7 Things You Should Know Before Driving For Uber

By Jim Garnett, a/k/a Ask Mr.G, a member of the ICFE's Board of Educational Advisors

For the last few weeks I have been investigating the possibility of driving part time for Uber. Uber is a ride-hailing service (sometimes referred to as "ride-sharing") that competes with taxis and limousines. Passengers hail an Uber ride through a Smartphone app and arrange for a driver to pick them up, often for less than the cost of a traditional taxi.

But unlike a taxi driver, the Uber driver furnishes his own vehicle and is responsible to pay for his own expenses such as fuel, maintenance, and insurance. Those expenses are estimated at up to 60% of the driver's gross earnings.

The appeal is that the driver can set his own schedule by determining how many hours and which hours he is available to offer rides.

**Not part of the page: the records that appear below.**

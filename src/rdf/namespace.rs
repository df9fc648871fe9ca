//! Vocabulary constants and namespace prefix management
//!
//! The LDP and RDF terms the engine reasons about, plus the prefix table
//! used to compact IRIs in JSON-LD output.

use std::collections::HashMap;
use thiserror::Error;

/// `http://www.w3.org/ns/ldp#`
pub mod ldp {
    pub const NS: &str = "http://www.w3.org/ns/ldp#";

    pub const RESOURCE: &str = "http://www.w3.org/ns/ldp#Resource";
    pub const RDF_SOURCE: &str = "http://www.w3.org/ns/ldp#RDFSource";
    pub const CONTAINER: &str = "http://www.w3.org/ns/ldp#Container";
    pub const BASIC_CONTAINER: &str = "http://www.w3.org/ns/ldp#BasicContainer";
    pub const DIRECT_CONTAINER: &str = "http://www.w3.org/ns/ldp#DirectContainer";

    pub const CONTAINS: &str = "http://www.w3.org/ns/ldp#contains";
    pub const MEMBERSHIP_RESOURCE: &str = "http://www.w3.org/ns/ldp#membershipResource";
    pub const HAS_MEMBER_RELATION: &str = "http://www.w3.org/ns/ldp#hasMemberRelation";
    pub const IS_MEMBER_OF_RELATION: &str = "http://www.w3.org/ns/ldp#isMemberOfRelation";

    pub const PREFER_CONTAINMENT: &str = "http://www.w3.org/ns/ldp#PreferContainment";
    pub const PREFER_MEMBERSHIP: &str = "http://www.w3.org/ns/ldp#PreferMembership";
    pub const PREFER_MINIMAL_CONTAINER: &str = "http://www.w3.org/ns/ldp#PreferMinimalContainer";
    pub const PREFER_EMPTY_CONTAINER: &str = "http://www.w3.org/ns/ldp#PreferEmptyContainer";
}

/// `http://www.w3.org/1999/02/22-rdf-syntax-ns#`
pub mod rdf {
    pub const NS: &str = "http://www.w3.org/1999/02/22-rdf-syntax-ns#";
    pub const TYPE: &str = "http://www.w3.org/1999/02/22-rdf-syntax-ns#type";
}

/// `http://www.w3.org/2001/XMLSchema#`
pub mod xsd {
    pub const NS: &str = "http://www.w3.org/2001/XMLSchema#";
    pub const STRING: &str = "http://www.w3.org/2001/XMLSchema#string";
    pub const INTEGER: &str = "http://www.w3.org/2001/XMLSchema#integer";
    pub const DOUBLE: &str = "http://www.w3.org/2001/XMLSchema#double";
    pub const BOOLEAN: &str = "http://www.w3.org/2001/XMLSchema#boolean";
}

/// Prefix errors
#[derive(Error, Debug)]
pub enum PrefixError {
    /// Unknown prefix
    #[error("Unknown prefix: {0}")]
    UnknownPrefix(String),

    /// Invalid IRI
    #[error("Invalid IRI: {0}")]
    InvalidIri(String),
}

pub type PrefixResult<T> = Result<T, PrefixError>;

/// Namespace manager with common prefixes
pub struct NamespaceManager {
    /// Prefix → IRI mappings
    prefixes: HashMap<String, String>,
}

impl NamespaceManager {
    /// Create a new namespace manager with common prefixes
    pub fn new() -> Self {
        let mut mgr = Self {
            prefixes: HashMap::new(),
        };

        mgr.add_prefix("ldp", ldp::NS);
        mgr.add_prefix("rdf", rdf::NS);
        mgr.add_prefix("rdfs", "http://www.w3.org/2000/01/rdf-schema#");
        mgr.add_prefix("xsd", xsd::NS);
        mgr.add_prefix("foaf", "http://xmlns.com/foaf/0.1/");
        mgr.add_prefix("dcterms", "http://purl.org/dc/terms/");

        mgr
    }

    /// Add a prefix
    pub fn add_prefix(&mut self, prefix: impl Into<String>, iri: impl Into<String>) {
        self.prefixes.insert(prefix.into(), iri.into());
    }

    /// Get IRI for a prefix
    pub fn get_iri(&self, prefix: &str) -> PrefixResult<&str> {
        self.prefixes
            .get(prefix)
            .map(|s| s.as_str())
            .ok_or_else(|| PrefixError::UnknownPrefix(prefix.to_string()))
    }

    /// Expand a compact IRI (prefix:local) to full IRI
    pub fn expand(&self, compact_iri: &str) -> PrefixResult<String> {
        match compact_iri.split_once(':') {
            Some((prefix, local)) => Ok(format!("{}{}", self.get_iri(prefix)?, local)),
            None => Err(PrefixError::InvalidIri(compact_iri.to_string())),
        }
    }

    /// Compact an IRI using known prefixes.
    ///
    /// Returns the prefix together with the compact form. Local parts that
    /// contain path or fragment delimiters are left alone so the result
    /// never reads back as a different IRI.
    pub fn compact<'a>(&'a self, iri: &str) -> Option<(&'a str, String)> {
        self.prefixes.iter().find_map(|(prefix, namespace_iri)| {
            let local = iri.strip_prefix(namespace_iri.as_str())?;
            if local.is_empty() || local.contains(['/', '#', '?', ':']) {
                return None;
            }
            Some((prefix.as_str(), format!("{}:{}", prefix, local)))
        })
    }
}

impl Default for NamespaceManager {
    fn default() -> Self {
        Self::new()
    }
}
//! RocksDB document store
//!
//! Column families:
//! - `documents`: resource name -> bincode-encoded `StoredDocument`
//! - `containment`: `container \0 child` -> empty, for live children only

use super::{DocumentStore, StoreError, StoreResult};
use crate::ldp::{InteractionModel, MemberRelation, Membership, MembershipBackRef, ResourceDocument};
use crate::rdf::{BlankNode, Literal, NamedNode, RdfObject, RdfPredicate, RdfSubject, Triple};
use async_trait::async_trait;
use rocksdb::{ColumnFamily, ColumnFamilyDescriptor, Direction, IteratorMode, Options, WriteBatch, DB};
use serde::{Deserialize, Serialize};
use std::path::Path;
use std::sync::{Arc, Mutex, PoisonError};
use tracing::{debug, info};

const CF_DOCUMENTS: &str = "documents";
const CF_CONTAINMENT: &str = "containment";

#[derive(Debug, Clone, Serialize, Deserialize)]
enum StoredTerm {
    Iri(String),
    Blank(String),
    Literal {
        value: String,
        language: Option<String>,
        datatype: String,
    },
}

#[derive(Debug, Clone, Serialize, Deserialize)]
struct StoredTriple {
    subject: StoredTerm,
    predicate: String,
    object: StoredTerm,
}

#[derive(Debug, Clone, Copy, Serialize, Deserialize)]
enum StoredModel {
    RdfSource,
    BasicContainer,
    DirectContainer,
}

#[derive(Debug, Clone, Serialize, Deserialize)]
enum StoredRelation {
    HasMember(String),
    IsMemberOf(String),
}

#[derive(Debug, Clone, Serialize, Deserialize)]
struct StoredBackRef {
    container: String,
    has_member_relation: Option<String>,
}

/// Serialized document for storage
#[derive(Debug, Clone, Serialize, Deserialize)]
struct StoredDocument {
    name: String,
    triples: Vec<StoredTriple>,
    contained_by: Option<String>,
    interaction_model: Option<StoredModel>,
    membership: Option<(String, StoredRelation)>,
    membership_resource_for: Vec<StoredBackRef>,
    reserved: bool,
    deleted: bool,
}

impl From<&ResourceDocument> for StoredDocument {
    fn from(doc: &ResourceDocument) -> Self {
        Self {
            name: doc.name.as_str().to_string(),
            triples: doc.triples.iter().map(encode_triple).collect(),
            contained_by: doc.contained_by.as_ref().map(|n| n.as_str().to_string()),
            interaction_model: doc.interaction_model.map(|m| match m {
                InteractionModel::RdfSource => StoredModel::RdfSource,
                InteractionModel::BasicContainer => StoredModel::BasicContainer,
                InteractionModel::DirectContainer => StoredModel::DirectContainer,
            }),
            membership: doc.membership.as_ref().map(|m| {
                let relation = match &m.relation {
                    MemberRelation::HasMember(rel) => StoredRelation::HasMember(rel.as_str().to_string()),
                    MemberRelation::IsMemberOf(rel) => StoredRelation::IsMemberOf(rel.as_str().to_string()),
                };
                (m.resource.as_str().to_string(), relation)
            }),
            membership_resource_for: doc
                .membership_resource_for
                .iter()
                .map(|r| StoredBackRef {
                    container: r.container.as_str().to_string(),
                    has_member_relation: r.has_member_relation.as_ref().map(|n| n.as_str().to_string()),
                })
                .collect(),
            reserved: doc.reserved,
            deleted: doc.deleted,
        }
    }
}
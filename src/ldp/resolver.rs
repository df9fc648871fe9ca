//! Interaction model resolution
//!
//! Classifies a triple set as RDFSource, Basic or Direct container from the
//! `rdf:type` assertions about the resource itself and extracts Direct
//! Container membership metadata.

use super::document::{InteractionModel, MemberRelation, Membership};
use super::error::{LdpError, LdpResult};
use crate::rdf::namespace::{ldp, rdf};
use crate::rdf::{NamedNode, RdfObject, Triple, TriplePattern};

/// Outcome of resolving a triple set
#[derive(Debug, Clone, PartialEq)]
pub struct Classification {
    pub interaction_model: InteractionModel,
    pub membership: Option<Membership>,
}

/// Classify `triples` for the resource `uri`.
///
/// `resource_override` is set when the client sent
/// `Link: <ldp:Resource>; rel="type"` and forces RDFSource whatever the body
/// asserts. Direct Containers must name exactly one membership resource and
/// exactly one of `hasMemberRelation` / `isMemberOfRelation`.
pub fn resolve(triples: &[Triple], uri: &NamedNode, resource_override: bool) -> LdpResult<Classification> {
    if resource_override {
        return Ok(Classification {
            interaction_model: InteractionModel::RdfSource,
            membership: None,
        });
    }

    let types = TriplePattern::subject_predicate(uri, rdf::TYPE);
    let mut model = InteractionModel::RdfSource;
    for ty in types.objects(triples).filter_map(RdfObject::as_named_node) {
        if ty == ldp::DIRECT_CONTAINER {
            model = InteractionModel::DirectContainer;
        } else if ty == ldp::BASIC_CONTAINER && model != InteractionModel::DirectContainer {
            model = InteractionModel::BasicContainer;
        }
    }

    let membership = if model == InteractionModel::DirectContainer {
        Some(membership_pattern(triples, uri)?)
    } else {
        None
    };

    Ok(Classification {
        interaction_model: model,
        membership,
    })
}

fn distinct_objects<'a>(triples: &'a [Triple], uri: &NamedNode, predicate: &str) -> Vec<&'a RdfObject> {
    let pattern = TriplePattern::subject_predicate(uri, predicate);
    let mut values: Vec<&RdfObject> = Vec::new();
    for object in triples.iter().filter(|t| pattern.matches(t)).map(|t| &t.object) {
        if !values.contains(&object) {
            values.push(object);
        }
    }
    values
}

fn single_iri(values: &[&RdfObject], property: &str) -> LdpResult<NamedNode> {
    match values {
        [RdfObject::NamedNode(n)] => Ok(n.clone()),
        [] => Err(LdpError::InvalidMembershipPattern(format!("missing {}", property))),
        [_] => Err(LdpError::InvalidMembershipPattern(format!("{} must be an IRI", property))),
        _ => Err(LdpError::InvalidMembershipPattern(format!("more than one {}", property))),
    }
}

fn membership_pattern(triples: &[Triple], uri: &NamedNode) -> LdpResult<Membership> {
    let resource = single_iri(
        &distinct_objects(triples, uri, ldp::MEMBERSHIP_RESOURCE),
        "ldp:membershipResource",
    )?;

    let has_member = distinct_objects(triples, uri, ldp::HAS_MEMBER_RELATION);
    let is_member_of = distinct_objects(triples, uri, ldp::IS_MEMBER_OF_RELATION);

    let relation = match (has_member.is_empty(), is_member_of.is_empty()) {
        (false, true) => MemberRelation::HasMember(single_iri(&has_member, "ldp:hasMemberRelation")?),
        (true, false) => MemberRelation::IsMemberOf(single_iri(&is_member_of, "ldp:isMemberOfRelation")?),
        (false, false) => {
            return Err(LdpError::InvalidMembershipPattern(
                "both ldp:hasMemberRelation and ldp:isMemberOfRelation".to_string(),
            ))
        }
        (true, true) => {
            return Err(LdpError::InvalidMembershipPattern(
                "missing ldp:hasMemberRelation or ldp:isMemberOfRelation".to_string(),
            ))
        }
    };

    Ok(Membership { resource, relation })
}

The driver must take into consideration that the number of potential riders will fluctuate with the day and the time of day.

This type of job flexibility creates particular interest among college students, retired people, and those looking to supplement their income with a nighttime or weekend job.

It is estimated that the average Uber driver can make between $10 - $30 per hour, after expenses, or more in some parts of the country. Tips are not allowed, and the driver is "rated" by his riders (and visa-versa) as to his ability to reflect Uber's standards.

So far, so good. It was when I began to ask questions about insurance coverage that answers were few and far between. It is near impossible to contact Uber directly since they offer no phone numbers, email addresses, or website contact links. But after weeks of research, dozens of Google searches, and conversations with multiple insurance agents, I have nailed down the following facts, some of which may vary from state to state:

  1. Uber offers $1 million liability coverage for their drivers. This coverage is effective only when the Uber app is "turned on," and the driver is on duty. I believe this insurance is provided for the driver at no cost, but I was never able to conclude that for sure.
  2. Any collision insurance to cover damages to the driver's car must be provided by the driver himself.
  3. If the car he is driving is not paid for and still has a lien on it, the driver must notify the car's lien holder.
  4. Uber requires drivers to submit any accident claims to their own personal insurance first. This can create major problems for the driver. Why?
  5. Because many car insurance policies prohibit using the vehicle for "livery" purposes. Livery is the insurance term for a chauffeured form of transportation. The term pre-dates automobiles and extends back to when a horse drawn carriage was dispatched from a "livery stable" to fetch certain people and transport them. Some companies expand the definition to include the transportation of people or products.
  6. If the Uber driver notifies his personal insurance that he is driving for Uber:
    1.  his policy may be canceled for having violated the "livery" prohibition,
    2. his claim can be denied, and (3) he can be charged for the retroactive premiums he should have been paying for this type of usage.
  7. If the Uber driver buys a "commercial policy" which will cover livery usage, he can expect to pay between $2000-$5000 for the annual premium, which is 5-10 times more than normal coverage.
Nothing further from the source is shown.